● Saved data entries:
+===+

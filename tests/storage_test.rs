use std::sync::Arc;

use async_trait::async_trait;
use maestro_sdk::{Error, MemoryBackend, StorageBackend, StorageBroker};

/// Backend that fails every operation, standing in for a storage area the
/// embedding has disabled.
struct FailingBackend;

#[async_trait]
impl StorageBackend for FailingBackend {
    async fn set(&self, _key: &str, _value: &str) -> Result<(), Error> {
        Err(Error::StorageUnavailable("backend disabled".into()))
    }

    async fn get(&self, _key: &str) -> Result<Option<String>, Error> {
        Err(Error::StorageUnavailable("backend disabled".into()))
    }

    async fn remove(&self, _key: &str) -> Result<(), Error> {
        Err(Error::StorageUnavailable("backend disabled".into()))
    }
}

#[tokio::test]
async fn test_in_memory_round_trip() {
    let broker = StorageBroker::in_memory();
    broker.set("k", "v").await.unwrap();
    assert_eq!(broker.get("k").await.as_deref(), Some("v"));
    broker.remove("k").await;
    assert_eq!(broker.get("k").await, None);
}

#[tokio::test]
async fn test_value_survives_primary_loss() {
    let primary = Arc::new(MemoryBackend::new());
    let backup = Arc::new(MemoryBackend::new());
    let broker = StorageBroker::new(primary.clone(), Some(backup.clone()));

    broker.set("k", "v").await.unwrap();
    // Session storage cleared mid-flow; the backup still has the value.
    primary.remove("k").await.unwrap();

    assert_eq!(broker.get("k").await.as_deref(), Some("v"));
}

#[tokio::test]
async fn test_repair_on_read_restores_primary() {
    let primary = Arc::new(MemoryBackend::new());
    let backup = Arc::new(MemoryBackend::new());
    let broker = StorageBroker::new(primary.clone(), Some(backup.clone()));

    broker.set("k", "v").await.unwrap();
    primary.remove("k").await.unwrap();
    assert_eq!(broker.get("k").await.as_deref(), Some("v"));

    // The recovered value was written back to the primary.
    assert_eq!(primary.get("k").await.unwrap().as_deref(), Some("v"));
}

#[tokio::test]
async fn test_remove_clears_both_backends() {
    let primary = Arc::new(MemoryBackend::new());
    let backup = Arc::new(MemoryBackend::new());
    let broker = StorageBroker::new(primary.clone(), Some(backup.clone()));

    broker.set("k", "v").await.unwrap();
    broker.remove("k").await;

    assert_eq!(primary.get("k").await.unwrap(), None);
    assert_eq!(backup.get("k_backup").await.unwrap(), None);
    assert_eq!(broker.get("k").await, None);
}

#[tokio::test]
async fn test_backup_failure_does_not_fail_writes() {
    let primary = Arc::new(MemoryBackend::new());
    let broker = StorageBroker::new(primary.clone(), Some(Arc::new(FailingBackend)));

    broker.set("k", "v").await.unwrap();
    assert_eq!(broker.get("k").await.as_deref(), Some("v"));
    broker.remove("k").await;
    assert_eq!(broker.get("k").await, None);
}

#[tokio::test]
async fn test_primary_failure_is_fatal_for_writes() {
    let broker = StorageBroker::new(Arc::new(FailingBackend), Some(Arc::new(MemoryBackend::new())));
    let err = broker.set("k", "v").await.unwrap_err();
    assert!(matches!(err, Error::StorageUnavailable(_)));
}

#[tokio::test]
async fn test_failing_primary_falls_back_to_backup_on_read() {
    let backup = Arc::new(MemoryBackend::new());
    backup.set("k_backup", "v").await.unwrap();
    let broker = StorageBroker::new(Arc::new(FailingBackend), Some(backup));
    assert_eq!(broker.get("k").await.as_deref(), Some("v"));
}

+===+

● TO DO: Write out the records above again, keeping each one identical to the original.

● SOLUTION TO THIS TASK:
filename tests/storage_test.rs
use std::sync::Arc;

use async_trait::async_trait;
use maestro_sdk::{Error, MemoryBackend, StorageBackend, StorageBroker};

/// Backend that fails every operation, standing in for a storage area the
/// embedding has disabled.
struct FailingBackend;

#[async_trait]
impl StorageBackend for FailingBackend {
    async fn set(&self, _key: &str, _value: &str) -> Result<(), Error> {
        Err(Error::StorageUnavailable("backend disabled".into()))
    }

    async fn get(&self, _key: &str) -> Result<Option<String>, Error> {
        Err(Error::StorageUnavailable("backend disabled".into()))
    }

    async fn remove(&self, _key: &str) -> Result<(), Error> {
        Err(Error::StorageUnavailable("backend disabled".into()))
    }
}

#[tokio::test]
async fn test_in_memory_round_trip() {
    let broker = StorageBroker::in_memory();
    broker.set("k", "v").await.unwrap();
    assert_eq!(broker.get("k").await.as_deref(), Some("v"));
    broker.remove("k").await;
    assert_eq!(broker.get("k").await, None);
}

#[tokio::test]
async fn test_value_survives_primary_loss() {
    let primary = Arc::new(MemoryBackend::new());
    let backup = Arc::new(MemoryBackend::new());
    let broker = StorageBroker::new(primary.clone(), Some(backup.clone()));

    broker.set("k", "v").await.unwrap();
    // Session storage cleared mid-flow; the backup still has the value.
    primary.remove("k").await.unwrap();

    assert_eq!(broker.get("k").await.as_deref(), Some("v"));
}

#[tokio::test]
async fn test_repair_on_read_restores_primary() {
    let primary = Arc::new(MemoryBackend::new());
    let backup = Arc::new(MemoryBackend::new());
    let broker = StorageBroker::new(primary.clone(), Some(backup.clone()));

    broker.set("k", "v").await.unwrap();
    primary.remove("k").await.unwrap();
    assert_eq!(broker.get("k").await.as_deref(), Some("v"));

    // The recovered value was written back to the primary.
    assert_eq!(primary.get("k").await.unwrap().as_deref(), Some("v"));
}

#[tokio::test]
async fn test_remove_clears_both_backends() {
    let primary = Arc::new(MemoryBackend::new());
    let backup = Arc::new(MemoryBackend::new());
    let broker = StorageBroker::new(primary.clone(), Some(backup.clone()));

    broker.set("k", "v").await.unwrap();
    broker.remove("k").await;

    assert_eq!(primary.get("k").await.unwrap(), None);
    assert_eq!(backup.get("k_backup").await.unwrap(), None);
    assert_eq!(broker.get("k").await, None);
}

#[tokio::test]
async fn test_backup_failure_does_not_fail_writes() {
    let primary = Arc::new(MemoryBackend::new());
    let broker = StorageBroker::new(primary.clone(), Some(Arc::new(FailingBackend)));

    broker.set("k", "v").await.unwrap();
    assert_eq!(broker.get("k").await.as_deref(), Some("v"));
    broker.remove("k").await;
    assert_eq!(broker.get("k").await, None);
}

#[tokio::test]
async fn test_primary_failure_is_fatal_for_writes() {
    let broker = StorageBroker::new(Arc::new(FailingBackend), Some(Arc::new(MemoryBackend::new())));
    let err = broker.set("k", "v").await.unwrap_err();
    assert!(matches!(err, Error::StorageUnavailable(_)));
}

#[tokio::test]
async fn test_failing_primary_falls_back_to_backup_on_read() {
    let backup = Arc::new(MemoryBackend::new());
    backup.set("k_backup", "v").await.unwrap();
    let broker = StorageBroker::new(Arc::new(FailingBackend), Some(backup));
    assert_eq!(broker.get("k").await.as_deref(), Some("v"));
}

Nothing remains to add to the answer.